Task:
In the data below, how many lines contain the word "LAYOUT"? Answer with the number alone.

Exercise inputs:
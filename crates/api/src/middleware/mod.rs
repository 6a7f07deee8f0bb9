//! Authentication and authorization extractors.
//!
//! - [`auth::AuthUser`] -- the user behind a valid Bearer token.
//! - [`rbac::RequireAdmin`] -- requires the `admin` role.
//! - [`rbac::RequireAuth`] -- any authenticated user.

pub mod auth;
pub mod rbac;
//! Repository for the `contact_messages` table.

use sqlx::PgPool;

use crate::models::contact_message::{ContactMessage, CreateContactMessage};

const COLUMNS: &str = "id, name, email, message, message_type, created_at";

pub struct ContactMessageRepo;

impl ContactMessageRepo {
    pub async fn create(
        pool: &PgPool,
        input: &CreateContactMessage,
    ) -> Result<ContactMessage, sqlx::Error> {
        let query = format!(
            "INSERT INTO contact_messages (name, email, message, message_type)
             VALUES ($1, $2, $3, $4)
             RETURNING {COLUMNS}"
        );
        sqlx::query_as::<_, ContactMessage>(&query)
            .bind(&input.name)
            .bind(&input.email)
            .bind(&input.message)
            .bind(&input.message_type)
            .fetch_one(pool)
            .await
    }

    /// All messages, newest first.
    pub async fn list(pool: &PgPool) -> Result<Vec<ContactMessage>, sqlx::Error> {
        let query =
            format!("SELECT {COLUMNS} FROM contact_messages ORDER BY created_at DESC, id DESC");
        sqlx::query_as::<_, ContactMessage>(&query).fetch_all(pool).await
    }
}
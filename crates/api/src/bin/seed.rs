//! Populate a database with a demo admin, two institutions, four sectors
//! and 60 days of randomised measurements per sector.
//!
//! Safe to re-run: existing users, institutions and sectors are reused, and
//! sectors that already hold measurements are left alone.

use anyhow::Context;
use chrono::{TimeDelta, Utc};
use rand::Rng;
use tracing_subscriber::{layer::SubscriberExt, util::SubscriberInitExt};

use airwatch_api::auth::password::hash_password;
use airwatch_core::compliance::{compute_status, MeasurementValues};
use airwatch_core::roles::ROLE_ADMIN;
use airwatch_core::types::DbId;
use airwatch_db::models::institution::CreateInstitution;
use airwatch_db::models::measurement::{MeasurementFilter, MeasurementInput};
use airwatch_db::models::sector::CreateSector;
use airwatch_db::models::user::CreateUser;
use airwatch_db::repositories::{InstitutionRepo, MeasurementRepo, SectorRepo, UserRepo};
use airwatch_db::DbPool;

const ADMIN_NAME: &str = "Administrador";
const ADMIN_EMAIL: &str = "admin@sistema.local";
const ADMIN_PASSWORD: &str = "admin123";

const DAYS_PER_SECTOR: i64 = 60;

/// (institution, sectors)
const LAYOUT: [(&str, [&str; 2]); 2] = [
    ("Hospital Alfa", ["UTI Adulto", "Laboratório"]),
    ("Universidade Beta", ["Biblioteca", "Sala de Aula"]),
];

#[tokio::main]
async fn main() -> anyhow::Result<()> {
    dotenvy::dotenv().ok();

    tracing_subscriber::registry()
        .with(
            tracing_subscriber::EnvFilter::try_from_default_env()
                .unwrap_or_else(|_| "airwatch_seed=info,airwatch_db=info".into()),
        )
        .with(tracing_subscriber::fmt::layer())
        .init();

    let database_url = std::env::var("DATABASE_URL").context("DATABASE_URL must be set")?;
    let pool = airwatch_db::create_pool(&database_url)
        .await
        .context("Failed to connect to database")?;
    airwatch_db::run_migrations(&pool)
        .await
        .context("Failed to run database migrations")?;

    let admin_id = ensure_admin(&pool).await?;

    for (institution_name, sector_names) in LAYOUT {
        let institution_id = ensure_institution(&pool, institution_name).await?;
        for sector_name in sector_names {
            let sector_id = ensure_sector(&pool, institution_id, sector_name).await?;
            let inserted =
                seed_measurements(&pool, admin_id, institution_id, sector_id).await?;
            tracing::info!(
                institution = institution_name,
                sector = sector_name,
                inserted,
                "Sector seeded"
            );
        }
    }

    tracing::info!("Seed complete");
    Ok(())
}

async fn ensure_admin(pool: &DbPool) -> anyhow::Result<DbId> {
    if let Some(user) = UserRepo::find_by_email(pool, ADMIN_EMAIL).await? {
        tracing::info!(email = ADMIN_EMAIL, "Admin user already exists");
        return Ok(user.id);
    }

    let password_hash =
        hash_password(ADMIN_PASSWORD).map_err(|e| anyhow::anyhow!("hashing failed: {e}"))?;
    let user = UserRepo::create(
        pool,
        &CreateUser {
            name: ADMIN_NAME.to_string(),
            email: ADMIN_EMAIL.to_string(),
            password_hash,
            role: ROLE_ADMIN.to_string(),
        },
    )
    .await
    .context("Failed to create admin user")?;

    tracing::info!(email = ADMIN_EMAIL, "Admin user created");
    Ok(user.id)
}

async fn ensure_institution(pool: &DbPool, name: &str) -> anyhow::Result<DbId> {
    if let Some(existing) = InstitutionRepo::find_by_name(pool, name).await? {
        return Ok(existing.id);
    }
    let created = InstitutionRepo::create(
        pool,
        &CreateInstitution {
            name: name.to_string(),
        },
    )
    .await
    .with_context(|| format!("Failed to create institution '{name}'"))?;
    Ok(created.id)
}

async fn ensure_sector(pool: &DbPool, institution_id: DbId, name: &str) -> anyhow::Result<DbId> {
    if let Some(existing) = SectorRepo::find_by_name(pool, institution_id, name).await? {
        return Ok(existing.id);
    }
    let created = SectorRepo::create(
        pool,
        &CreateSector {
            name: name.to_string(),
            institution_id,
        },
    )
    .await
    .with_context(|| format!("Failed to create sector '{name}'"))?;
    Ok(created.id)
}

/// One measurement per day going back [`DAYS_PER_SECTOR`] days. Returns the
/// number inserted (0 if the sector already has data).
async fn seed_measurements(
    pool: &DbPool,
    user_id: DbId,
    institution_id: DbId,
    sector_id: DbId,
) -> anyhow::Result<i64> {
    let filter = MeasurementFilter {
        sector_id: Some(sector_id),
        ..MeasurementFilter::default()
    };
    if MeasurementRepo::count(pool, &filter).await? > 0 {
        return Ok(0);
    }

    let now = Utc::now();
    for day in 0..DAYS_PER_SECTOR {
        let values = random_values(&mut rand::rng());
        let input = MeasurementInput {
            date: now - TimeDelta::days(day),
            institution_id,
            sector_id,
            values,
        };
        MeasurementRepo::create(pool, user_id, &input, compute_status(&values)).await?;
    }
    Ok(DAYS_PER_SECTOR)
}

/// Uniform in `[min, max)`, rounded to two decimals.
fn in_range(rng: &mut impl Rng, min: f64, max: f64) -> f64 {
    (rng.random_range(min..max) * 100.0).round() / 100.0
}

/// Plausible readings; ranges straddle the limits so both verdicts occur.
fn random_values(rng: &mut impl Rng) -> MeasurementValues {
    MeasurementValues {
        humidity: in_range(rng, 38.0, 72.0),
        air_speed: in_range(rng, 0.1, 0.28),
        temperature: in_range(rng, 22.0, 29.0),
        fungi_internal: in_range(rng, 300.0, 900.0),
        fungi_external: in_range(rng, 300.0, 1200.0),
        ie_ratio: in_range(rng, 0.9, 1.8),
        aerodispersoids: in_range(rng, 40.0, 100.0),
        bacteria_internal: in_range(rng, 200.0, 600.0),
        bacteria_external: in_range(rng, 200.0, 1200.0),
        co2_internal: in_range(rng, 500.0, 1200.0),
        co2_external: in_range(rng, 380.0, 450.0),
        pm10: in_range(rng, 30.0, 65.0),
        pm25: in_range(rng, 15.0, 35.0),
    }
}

Task output:
2